If you are interested in open-source projects of this type to increase public education, you are ready to write them on SystemVerilog or VHDL, upload the code to GitHub and write articles about Habré (with performance analysis), but you do not have an FPGA board - you can borrow her (and get it permanently if the project is successful) in one of three places:

1. Alexander Romanov from MIEM HSE in Moscow. Alexander introduces Verilog courses for students, and he has a variegated collection of motherboards with Altera and Xilinx FPGA in addition to regular motherboards, both the frequently used Terasic and Digilent motherboards and the poorly documented Chinese motherboards are for open source projects.

2. Yaroslav Voznyuk from the Kiev-Mohyla Academy. I came to their hackathon for schoolchildren , and left there several Digilent Cmod A7 35T boards with Xilinx Artix-7 for barter „project fee with an article on Habré“.

3. Vladimir Makukha from Novosibirsk Technical State University. There is a set of boards for a weekly conference in Tomsk . Some of them (Digilent Nexys DDR4) will remain with Vladimir, some (Terasic DE0-CV) will go on such projects.

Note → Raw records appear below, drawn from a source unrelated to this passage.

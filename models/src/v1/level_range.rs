use std::ops::RangeInclusive;

use serde::{Deserialize, Serialize};

/// Dungeon depths a combat room can appear at, written as `"1-3,5"`.
/// Levels are 1-based; level `n` is difficulty band `n - 1`.
#[derive(Debug, Clone, PartialEq, Eq, Serialize, Deserialize)]
#[serde(try_from = "String", into = "String")]
pub struct LevelRange(Vec<RangeInclusive<usize>>);

impl LevelRange {
    pub fn levels(&self) -> impl Iterator<Item = usize> + '_ {
        self.0.iter().flat_map(|r| r.clone())
    }

    pub fn bands(&self) -> impl Iterator<Item = usize> + '_ {
        self.levels().map(|level| level - 1)
    }

    pub fn max_level(&self) -> usize {
        self.0.iter().map(|r| *r.end()).max().unwrap_or(0)
    }
}

impl TryFrom<&str> for LevelRange {
    type Error = anyhow::Error;

    fn try_from(value: &str) -> Result<Self, Self::Error> {
        let mut ranges = Vec::new();
        for part in value.split(',').map(str::trim).filter(|p| !p.is_empty()) {
            let range = match part.split_once('-') {
                Some((start, end)) => {
                    let start: usize = start.trim().parse()?;
                    let end: usize = end.trim().parse()?;
                    if start > end {
                        anyhow::bail!("inverted level range {part:?}");
                    }
                    start..=end
                }
                None => {
                    let level: usize = part.parse()?;
                    level..=level
                }
            };
            if *range.start() == 0 {
                anyhow::bail!("levels start at 1, got {part:?}");
            }
            ranges.push(range);
        }
        if ranges.is_empty() {
            anyhow::bail!("empty level range {value:?}");
        }
        Ok(Self(ranges))
    }
}

impl TryFrom<String> for LevelRange {
    type Error = anyhow::Error;

    fn try_from(value: String) -> Result<Self, Self::Error> {
        LevelRange::try_from(value.as_str())
    }
}

impl From<LevelRange> for String {
    fn from(value: LevelRange) -> Self {
        value.to_string()
    }
}

impl std::fmt::Display for LevelRange {
    fn fmt(&self, f: &mut std::fmt::Formatter<'_>) -> std::fmt::Result {
        let parts = self
            .0
            .iter()
            .map(|r| match r.start() == r.end() {
                true => format!("{}", r.start()),
                false => format!("{}-{}", r.start(), r.end()),
            })
            .collect::<Vec<String>>()
            .join(",");
        write!(f, "{parts}")
    }
}
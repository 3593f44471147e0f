use std::sync::Arc;

use models::v1::{EnemyTemplate, Intention};

use super::{EnemyId, Health, Vitals};

#[derive(Clone, Debug)]
pub struct EnemyInstance {
    pub id: EnemyId,
    pub template: Arc<EnemyTemplate>,
    pub vitals: Vitals,
    pub turn_completed: bool,
}

impl EnemyInstance {
    pub fn new(id: EnemyId, template: Arc<EnemyTemplate>, max_health: u32) -> Self {
        Self {
            id,
            template,
            vitals: Vitals::new(Health::full(max_health)),
            turn_completed: false,
        }
    }

    pub fn name(&self) -> &str {
        &self.template.name
    }

    pub fn intention(&self, round: usize) -> &Intention {
        self.template.intention(round)
    }

    pub fn is_dead(&self) -> bool {
        self.vitals.is_dead()
    }
}

impl std::fmt::Display for EnemyInstance {
    fn fmt(&self, f: &mut std::fmt::Formatter<'_>) -> std::fmt::Result {
        write!(f, "Enemy<{} {}, {}>", self.id, self.template.name, self.vitals)
    }
}
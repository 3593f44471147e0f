use std::sync::Arc;

use models::v1::CardDefinition;

use crate::Deck;

/// Card removal offered by a special room. Every owned card is a candidate;
/// each pick removes one copy until the budget runs out or the player skips.
#[derive(Clone, Debug)]
pub struct CardRemoval {
    pub remaining: u32,
    pub choices: Vec<Arc<CardDefinition>>,
    pub removed: Vec<Arc<CardDefinition>>,
    skipped: bool,
}

impl CardRemoval {
    pub fn new(deck: &Deck, count: u32) -> Self {
        Self {
            remaining: count,
            choices: deck.removal_choices(),
            removed: Vec::new(),
            skipped: false,
        }
    }

    pub fn select(&mut self, deck: &mut Deck, index: usize) -> bool {
        if self.is_done() {
            return false;
        }
        let Some(card) = self.choices.get(index).cloned() else {
            return false;
        };
        if !deck.remove_card(&card) {
            return false;
        }
        tracing::debug!(card = %card, remaining = self.remaining - 1, "card removed");
        self.choices.remove(index);
        self.removed.push(card);
        self.remaining -= 1;
        true
    }

    pub fn skip(&mut self) {
        self.skipped = true;
    }

    pub fn is_done(&self) -> bool {
        self.skipped || self.remaining == 0 || self.choices.is_empty()
    }
}
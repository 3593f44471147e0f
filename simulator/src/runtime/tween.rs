use super::{Lerp, Vec2, Visual};

#[derive(Copy, Clone, Debug, PartialEq, Eq, Hash, PartialOrd, Ord)]
pub enum Channel {
    Position,
    Alpha,
    Scale,
}

impl Channel {
    fn bit(self) -> u8 {
        match self {
            Channel::Position => 0b001,
            Channel::Alpha => 0b010,
            Channel::Scale => 0b100,
        }
    }
}

/// Set of visual channels, used to track which ones a higher priority slot has
/// already claimed this tick.
#[derive(Copy, Clone, Debug, Default, PartialEq, Eq)]
pub struct ChannelSet(u8);

impl ChannelSet {
    pub fn insert(&mut self, channel: Channel) {
        self.0 |= channel.bit();
    }

    pub fn contains(&self, channel: Channel) -> bool {
        self.0 & channel.bit() != 0
    }

    pub fn is_empty(&self) -> bool {
        self.0 == 0
    }
}

#[derive(Copy, Clone, Debug, PartialEq)]
pub enum TweenStart<T> {
    Fixed(T),
    /// Re-read from the live value every tick until the tween completes.
    Current,
}

/// Single channel interpolation. Linear in elapsed fraction, clamped at 1 and
/// snapped to `end` once the duration has passed.
#[derive(Clone, Debug, PartialEq)]
pub struct Tween<T> {
    pub start: TweenStart<T>,
    pub end: T,
    pub duration: f64,
    elapsed: f64,
}

impl<T: Lerp> Tween<T> {
    pub fn new(start: T, end: T, duration: f64) -> Self {
        Self {
            start: TweenStart::Fixed(start),
            end,
            duration,
            elapsed: 0.0,
        }
    }

    pub fn from_current(end: T, duration: f64) -> Self {
        Self {
            start: TweenStart::Current,
            end,
            duration,
            elapsed: 0.0,
        }
    }

    pub fn advance(&mut self, dt: f64) {
        self.elapsed += dt;
    }

    pub fn elapsed(&self) -> f64 {
        self.elapsed
    }

    pub fn progress(&self) -> f32 {
        if self.duration <= 0.0 {
            return 1.0;
        }
        (self.elapsed / self.duration).clamp(0.0, 1.0) as f32
    }

    pub fn is_finished(&self) -> bool {
        self.elapsed >= self.duration
    }

    /// Value at the current progress. `current` is the accessor read for a
    /// [`TweenStart::Current`] start.
    pub fn sample(&self, current: T) -> T {
        if self.is_finished() {
            return self.end;
        }
        let start = match self.start {
            TweenStart::Fixed(start) => start,
            TweenStart::Current => current,
        };
        T::lerp(start, self.end, self.progress())
    }
}

#[derive(Clone, Debug, PartialEq)]
pub enum ChannelTween {
    Position(Tween<Vec2>),
    Alpha(Tween<f32>),
    Scale(Tween<f32>),
}

impl ChannelTween {
    pub fn channel(&self) -> Channel {
        match self {
            ChannelTween::Position(_) => Channel::Position,
            ChannelTween::Alpha(_) => Channel::Alpha,
            ChannelTween::Scale(_) => Channel::Scale,
        }
    }

    pub fn is_finished(&self) -> bool {
        match self {
            ChannelTween::Position(t) => t.is_finished(),
            ChannelTween::Alpha(t) | ChannelTween::Scale(t) => t.is_finished(),
        }
    }

    /// Advances by `dt` and writes the new value into its channel of `visual`.
    pub fn step(&mut self, dt: f64, visual: &mut Visual) {
        match self {
            ChannelTween::Position(t) => {
                t.advance(dt);
                visual.position = t.sample(visual.position);
            }
            ChannelTween::Alpha(t) => {
                t.advance(dt);
                visual.alpha = t.sample(visual.alpha);
            }
            ChannelTween::Scale(t) => {
                t.advance(dt);
                visual.scale = t.sample(visual.scale);
            }
        }
    }
}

As an inspiration, you can look at existing projects with implemented on FPGA processors on Habré from SparF , Frantony , oleh_plotnikov , Kingit , VMSS , kirill90 , Boris_92 (you can add your own in the comments).

Addition about the basics of modern processor design



Ancient processors were made of radio tubes, transistors, microcircuits of a small degree of integration and drawing circuits with the mouse on the screen. Now this is not so. A few words for those readers who are not familiar with what Verilog, ASIC and FPGA are:

From a post on Geektimes » Armsmen of microelectronics. Video report from the San Francisco Electronics Design Conference :

So far we have discussed the culmination of the microelectronic project - the manufacture of microchips in the factory. But how does such a project start?

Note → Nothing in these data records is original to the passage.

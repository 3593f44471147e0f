use std::{collections::HashMap, sync::Arc};

use models::v1::CardDefinition;

use crate::{
    Animation, CARD_DISCARD_DURATION, CARD_DISCARD_PRIORITY, CARD_DRAW_DURATION,
    CARD_DRAW_PRIORITY, CardDisposition, CardId, CardInstance, Combat, CombatEvent,
    DAMAGE_NUMBER_DURATION, DEFAULT_ANIMATION_PRIORITY, DamageReport, EFFECT_DRAW_LAYER, EnemyId,
    EnemyInstance, Entity, EntityFactory, EntityId, EntityKind, EntityRegistry,
    HAND_DRAW_LAYER, HAND_REPOSITION_DURATION, HIT_FLASH_PRIORITY, RenderItem, ScreenLayout,
    Tween, Vec2, Visual,
};

struct CardEntityFactory<'a> {
    card: &'a CardInstance,
    from: Vec2,
}

impl EntityFactory for CardEntityFactory<'_> {
    fn create(&mut self) -> Entity {
        Entity::new(
            EntityKind::Card {
                card: self.card.id,
                name: self.card.definition.name.clone(),
            },
            self.card.definition.sprite.clone(),
        )
        .with_visual(Visual {
            position: self.from,
            alpha: 0.0,
            scale: 0.5,
        })
        .with_draw_priority(*HAND_DRAW_LAYER)
    }

    fn on_initialized(&mut self, entity: &mut Entity) {
        entity.play_animation(
            *CARD_DRAW_PRIORITY,
            Animation::new()
                .alpha(Tween::new(0.0, 1.0, *CARD_DRAW_DURATION))
                .scale(Tween::new(0.5, 1.0, *CARD_DRAW_DURATION)),
        );
    }
}

struct EnemyEntityFactory<'a> {
    enemy: &'a EnemyInstance,
    round: usize,
    at: Vec2,
}

impl EntityFactory for EnemyEntityFactory<'_> {
    fn create(&mut self) -> Entity {
        Entity::new(
            EntityKind::Enemy {
                enemy: self.enemy.id,
                name: self.enemy.name().to_string(),
                health: self.enemy.vitals.health,
                block: self.enemy.vitals.block,
                intention: Some(self.enemy.intention(self.round).kind()),
            },
            self.enemy.template.sprite.clone(),
        )
        .at(self.at)
    }

    fn on_initialized(&mut self, entity: &mut Entity) {
        entity.visual.alpha = 0.0;
        entity.play_animation(
            *DEFAULT_ANIMATION_PRIORITY,
            Animation::new().alpha(Tween::new(0.0, 1.0, *CARD_DRAW_DURATION)),
        );
    }
}

/// Floating text that drifts up, fades and removes itself.
struct FloatingTextFactory {
    text: String,
    at: Vec2,
}

impl EntityFactory for FloatingTextFactory {
    fn create(&mut self) -> Entity {
        Entity::new(
            EntityKind::Effect {
                text: self.text.clone(),
            },
            "",
        )
        .at(self.at)
        .with_draw_priority(*EFFECT_DRAW_LAYER)
    }

    fn on_initialized(&mut self, entity: &mut Entity) {
        let rise = self.at - Vec2::new(0.0, 60.0);
        entity.play_animation(
            *DEFAULT_ANIMATION_PRIORITY,
            Animation::new()
                .position(Tween::new(self.at, rise, *DAMAGE_NUMBER_DURATION))
                .alpha(Tween::new(1.0, 0.0, *DAMAGE_NUMBER_DURATION))
                .then_destroy(),
        );
    }
}

/// Turns combat events into entity operations on its own registry. Combat
/// rules never look at this state.
#[derive(Debug)]
pub struct CombatScene {
    pub registry: EntityRegistry,
    layout: ScreenLayout,
    cards: HashMap<CardId, EntityId>,
    hand: Vec<CardId>,
    enemies: HashMap<EnemyId, EntityId>,
    choices: Vec<EntityId>,
}

impl CombatScene {
    pub fn new(layout: ScreenLayout, leak_grace: f64) -> Self {
        Self {
            registry: EntityRegistry::new(leak_grace),
            layout,
            cards: HashMap::new(),
            hand: Vec::new(),
            enemies: HashMap::new(),
            choices: Vec::new(),
        }
    }

    pub fn card_entity(&self, card: CardId) -> Option<EntityId> {
        self.cards.get(&card).copied()
    }

    pub fn enemy_entity(&self, enemy: EnemyId) -> Option<EntityId> {
        self.enemies.get(&enemy).copied()
    }

    pub fn hand_order(&self) -> &[CardId] {
        &self.hand
    }

    pub fn choice_entities(&self) -> &[EntityId] {
        &self.choices
    }

    /// Marks everything on screen for destruction and lays out a new room.
    pub fn enter_room(&mut self, background: &str) {
        let ids: Vec<EntityId> = self.registry.snapshots().iter().map(|s| s.id).collect();
        for id in ids {
            self.registry.destroy(id);
        }
        self.cards.clear();
        self.hand.clear();
        self.enemies.clear();
        self.choices.clear();
        self.registry.register(
            Entity::new(EntityKind::Background, background)
                .at(Vec2::new(self.layout.width / 2.0, self.layout.height / 2.0))
                .with_draw_priority(i32::MIN),
        );
    }

    /// Spawns the enemies of a freshly started combat and replays its opening
    /// events.
    pub fn load_combat(&mut self, combat: &mut Combat) {
        let count = combat.enemies.len();
        for (slot, enemy) in combat.enemies.values().enumerate() {
            let mut factory = EnemyEntityFactory {
                enemy,
                round: combat.round,
                at: self.enemy_slot(slot, count),
            };
            let id = self.registry.instantiate(&mut factory);
            self.enemies.insert(enemy.id, id);
        }
        self.apply(combat.drain_events(), combat);
    }

    pub fn apply(&mut self, events: Vec<CombatEvent>, combat: &Combat) {
        for event in events {
            match event {
                CombatEvent::CardDrawn(card) => {
                    let mut factory = CardEntityFactory {
                        card: &card,
                        from: self.layout.draw_pile.into(),
                    };
                    let id = self.registry.instantiate(&mut factory);
                    self.cards.insert(card.id, id);
                    self.hand.push(card.id);
                }
                CombatEvent::HandChanged => self.layout_hand(),
                CombatEvent::HandDiscarded(ids) => {
                    for id in ids {
                        self.retire_card(id, CardDisposition::Discard);
                    }
                    self.layout_hand();
                }
                CombatEvent::CardPlayed(card, _) => {
                    self.hand.retain(|id| *id != card.id);
                }
                CombatEvent::CardResolved(id, disposition) => self.retire_card(id, disposition),
                CombatEvent::PlayerDamaged(report) => {
                    let at = self.player_anchor();
                    self.float_damage(report, at);
                }
                CombatEvent::PlayerHealed(amount) => {
                    let at = self.player_anchor();
                    self.float_text(format!("+{amount}"), at);
                }
                CombatEvent::EnemyDamaged(enemy, report) => {
                    let Some(id) = self.enemy_entity(enemy) else {
                        continue;
                    };
                    self.registry.play_animation(
                        id,
                        *HIT_FLASH_PRIORITY,
                        Animation::new().alpha(Tween::new(0.3, 1.0, 0.25)),
                    );
                    if let Some(at) = self.registry.get(id).map(|e| e.visual.position) {
                        self.float_damage(report, at);
                    }
                }
                CombatEvent::EnemyDied(enemy) => {
                    if let Some(id) = self.enemies.remove(&enemy) {
                        self.registry.play_animation(
                            id,
                            *CARD_DISCARD_PRIORITY,
                            Animation::new()
                                .alpha(Tween::from_current(0.0, *CARD_DISCARD_DURATION))
                                .then_destroy(),
                        );
                    }
                }
                _ => {}
            }
        }
        self.sync(combat);
    }

    /// Copies health, block and the upcoming intention onto the enemy entities.
    pub fn sync(&mut self, combat: &Combat) {
        for enemy in combat.enemies.values() {
            let Some(entity) = self
                .enemies
                .get(&enemy.id)
                .and_then(|id| self.registry.get_mut(*id))
            else {
                continue;
            };
            if let EntityKind::Enemy {
                health,
                block,
                intention,
                ..
            } = &mut entity.kind
            {
                *health = enemy.vitals.health;
                *block = enemy.vitals.block;
                *intention = Some(enemy.intention(combat.round).kind());
            }
        }
    }

    /// Lays out selectable cards, e.g. a reward offer or removal candidates.
    pub fn show_choices(&mut self, cards: &[Arc<CardDefinition>]) {
        self.clear_choices();
        let columns = 6usize;
        let pitch = self.layout.card_width + self.layout.card_spacing;
        for (i, definition) in cards.iter().enumerate() {
            let row = i / columns;
            let column = i % columns;
            let in_row = (cards.len() - row * columns).min(columns);
            let x = self.row_start(in_row) + column as f32 * pitch;
            let y = self.layout.height / 3.0 + row as f32 * self.layout.card_width * 1.5;
            let card = CardInstance::new(Arc::clone(definition));
            let mut factory = CardEntityFactory {
                card: &card,
                from: Vec2::new(x, y),
            };
            let id = self.registry.instantiate(&mut factory);
            self.choices.push(id);
        }
    }

    pub fn clear_choices(&mut self) {
        for id in std::mem::take(&mut self.choices) {
            self.registry.destroy(id);
        }
    }

    /// Updates every entity and returns the frame to draw.
    pub fn update(&mut self, dt: f64) -> Vec<RenderItem> {
        self.registry.update(dt)
    }

    pub fn sweep(&mut self) -> Vec<EntityId> {
        self.registry.sweep()
    }

    fn retire_card(&mut self, card: CardId, disposition: CardDisposition) {
        self.hand.retain(|id| *id != card);
        let Some(id) = self.cards.remove(&card) else {
            return;
        };
        let animation = match disposition {
            CardDisposition::Discard => Animation::new()
                .position(Tween::from_current(
                    self.layout.discard_pile.into(),
                    *CARD_DISCARD_DURATION,
                ))
                .scale(Tween::from_current(0.5, *CARD_DISCARD_DURATION)),
            CardDisposition::Exhaust => Animation::new()
                .position(Tween::from_current(
                    self.layout.exhaust_pile.into(),
                    *CARD_DISCARD_DURATION,
                ))
                .alpha(Tween::from_current(0.0, *CARD_DISCARD_DURATION)),
            CardDisposition::Delete => Animation::new()
                .scale(Tween::from_current(1.5, *CARD_DISCARD_DURATION))
                .alpha(Tween::from_current(0.0, *CARD_DISCARD_DURATION)),
        };
        self.registry
            .play_animation(id, *CARD_DISCARD_PRIORITY, animation.then_destroy());
    }

    fn layout_hand(&mut self) {
        let count = self.hand.len();
        let pitch = self.layout.card_width + self.layout.card_spacing;
        let start = self.row_start(count);
        for (slot, card) in self.hand.iter().enumerate() {
            let Some(id) = self.cards.get(card).copied() else {
                continue;
            };
            let target = Vec2::new(start + slot as f32 * pitch, self.layout.hand_y);
            if let Some(entity) = self.registry.get_mut(id) {
                entity.draw_priority = *HAND_DRAW_LAYER + slot as i32;
                entity.play_animation(
                    *DEFAULT_ANIMATION_PRIORITY,
                    Animation::new().position(Tween::from_current(target, *HAND_REPOSITION_DURATION)),
                );
            }
        }
    }

    fn row_start(&self, count: usize) -> f32 {
        let pitch = self.layout.card_width + self.layout.card_spacing;
        let total = count as f32 * pitch - self.layout.card_spacing;
        (self.layout.width - total) / 2.0 + self.layout.card_width / 2.0
    }

    fn enemy_slot(&self, slot: usize, count: usize) -> Vec2 {
        let x = self.layout.width * (slot + 1) as f32 / (count + 1) as f32;
        Vec2::new(x, self.layout.enemy_y)
    }

    fn player_anchor(&self) -> Vec2 {
        Vec2::new(self.layout.width / 2.0, self.layout.hand_y - 150.0)
    }

    fn float_damage(&mut self, report: DamageReport, at: Vec2) {
        if report.absorbed > 0 {
            self.float_text(format!("({} blocked)", report.absorbed), at + Vec2::new(0.0, 24.0));
        }
        if report.dealt > 0 {
            self.float_text(format!("-{}", report.dealt), at);
        }
    }

    fn float_text(&mut self, text: String, at: Vec2) {
        self.registry
            .instantiate(&mut FloatingTextFactory { text, at });
    }
}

In the past 25 years, chip design has most often been written in the Verilog hardware description language ([previously] in Europe and among the military - VHDL), after which a special program (logic synthesis) turns the design into a graph of wires and logical primitives, another program (static timing analysis) informs the designer whether it fits into the speed budget, and the third program (place-and-route) lays out this design on the chip site.

When the design goes through all the stages: coding on the chain, debugging, verification, synthesis, static timing analysis, floorplanning, place-n-route, parasitics extraction, etc. - it turns out a file called GDSII, which is sent to the factory, and the factory bakes chips. The most famous factories of this type are owned by Taiwan Semiconductor Manufacturing Company or TSMC.


From the post on Habrahabr How to start developing iron using FPGA - step by step instructions :

In its simplest form, an FPGA consists of a matrix of homogeneous cells, each function of which can be changed using multiplexers connected to the bits of the configuration memory. One cell can become AND gate with four inputs and one output, the other one single-bit register, etc. We load into the configuration memory a sequence of bits from the memory — and a predetermined electronic circuit is formed in the FPGA, which can be a processor, a display controller, etc.

FPGAs / FPGAs are not processors, “programming” the FPGAs (filling in the FPGA configuration memory) you create an electronic circuit (hardware), while programming a processor (fixed hardware) you slip a chain of sequential instructions written into the memory (software).